Referenced in: none

Automatically associated channels: SK3

Title: GSK3 and β-catenin determines functional expression of sodium channels at the axon initial segment.

Authors: Mónica Tapia, Ana del Puerto, Alberto Puime, Diana Sánchez-Ponce, Laure Fronzaroli-Molinieres, Noemí Pallas-Bazarra, Edmond Carlier, Pierre Giraud, Dominique Debanne, Francisco Wandosell, Juan José Garrido

Journal, date & volume: Cell. Mol. Life Sci., 2013 Jan , 70, 105-20

PubMed link: http://www.ncbi.nlm.nih.gov/pubmed/22763697

Abstract
Neuronal action potentials are generated through voltage-gated sodium channels, which are tethered by ankyrinG at the membrane of the axon initial segment (AIS).

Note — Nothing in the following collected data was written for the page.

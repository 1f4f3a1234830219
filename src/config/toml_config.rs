use crate::config::{page_budget, ScenarioConfig, DEFAULT_API_URL, DEFAULT_GRAPHQL_URL};
use crate::core::rest::DEFAULT_MAX_PAGES;
use crate::core::ConfigProvider;
use crate::utils::error::{CatalogError, Result};
use crate::utils::validation::{validate_positive_number, validate_url, Validate};
use regex::Regex;
use serde::{Deserialize, Serialize};
use std::path::Path;
use std::sync::OnceLock;
use std::time::Duration;

#[derive(Debug, Clone, Default, Serialize, Deserialize)]
pub struct TomlConfig {
    #[serde(default)]
    pub endpoints: EndpointsConfig,
    #[serde(default)]
    pub pagination: PaginationConfig,
    #[serde(default)]
    pub scenarios: ScenarioConfig,
}

#[derive(Debug, Clone, Serialize, Deserialize)]
pub struct EndpointsConfig {
    #[serde(default = "default_api_url")]
    pub api_url: String,
    #[serde(default = "default_graphql_url")]
    pub graphql_url: String,
    pub timeout_seconds: Option<u64>,
}

impl Default for EndpointsConfig {
    fn default() -> Self {
        Self {
            api_url: default_api_url(),
            graphql_url: default_graphql_url(),
            timeout_seconds: None,
        }
    }
}

#[derive(Debug, Clone, Serialize, Deserialize)]
pub struct PaginationConfig {
    /// `0` disables the bound.
    #[serde(default = "default_max_pages")]
    pub max_pages: usize,
}

impl Default for PaginationConfig {
    fn default() -> Self {
        Self {
            max_pages: default_max_pages(),
        }
    }
}

fn default_api_url() -> String {
    DEFAULT_API_URL.to_string()
}

fn default_graphql_url() -> String {
    DEFAULT_GRAPHQL_URL.to_string()
}

fn default_max_pages() -> usize {
    DEFAULT_MAX_PAGES
}

impl TomlConfig {
    pub fn from_file<P: AsRef<Path>>(path: P) -> Result<Self> {
        let content = std::fs::read_to_string(&path).map_err(CatalogError::IoError)?;
        Self::from_toml_str(&content)
    }

    pub fn from_toml_str(content: &str) -> Result<Self> {
        let processed_content = Self::substitute_env_vars(content);

        toml::from_str(&processed_content).map_err(|e| CatalogError::ConfigValidationError {
            field: "toml_parsing".to_string(),
            message: format!("TOML parsing error: {}", e),
        })
    }

    /// Replaces `${VAR}` with the environment value; unset variables stay as written.
    fn substitute_env_vars(content: &str) -> String {
        static PLACEHOLDER: OnceLock<Regex> = OnceLock::new();
        let re = PLACEHOLDER.get_or_init(|| {
            Regex::new(r"\$\{([^}]+)\}").expect("placeholder pattern is valid")
        });

        re.replace_all(content, |caps: &regex::Captures| {
            let var_name = &caps[1];
            std::env::var(var_name).unwrap_or_else(|_| format!("${{{}}}", var_name))
        })
        .into_owned()
    }
}

impl ConfigProvider for TomlConfig {
    fn api_url(&self) -> &str {
        &self.endpoints.api_url
    }

    fn graphql_url(&self) -> &str {
        &self.endpoints.graphql_url
    }

    fn max_pages(&self) -> Option<usize> {
        page_budget(self.pagination.max_pages)
    }

    fn timeout(&self) -> Option<Duration> {
        self.endpoints.timeout_seconds.map(Duration::from_secs)
    }

    fn scenarios(&self) -> &ScenarioConfig {
        &self.scenarios
    }
}

impl Validate for TomlConfig {
    fn validate(&self) -> Result<()> {
        validate_url("endpoints.api_url", &self.endpoints.api_url)?;
        validate_url("endpoints.graphql_url", &self.endpoints.graphql_url)?;
        if let Some(timeout) = self.endpoints.timeout_seconds {
            validate_positive_number("endpoints.timeout_seconds", timeout, 1)?;
        }
        self.scenarios.validate()
    }
}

Despite the importance of the AIS in the control of neuronal excitability, the cellular and molecular mechanisms regulating sodium channel expression at the AIS remain elusive. Our results show that GSK3α/β and β-catenin phosphorylated by GSK3 (S33/37/T41) are localized at the AIS and are new components of this essential neuronal domain. Pharmacological inhibition of GSK3 or β-catenin knockdown with shRNAs decreased the levels of phosphorylated-β-catenin, ankyrinG, and voltage-gated sodium channels at the AIS, both "in vitro" and "in vivo", therefore diminishing neuronal excitability as evaluated via sodium current amplitude and action potential number. Thus, our results suggest a mechanism for the modulation of neuronal excitability through the control of sodium channel density by GSK3 and β-catenin at the AIS.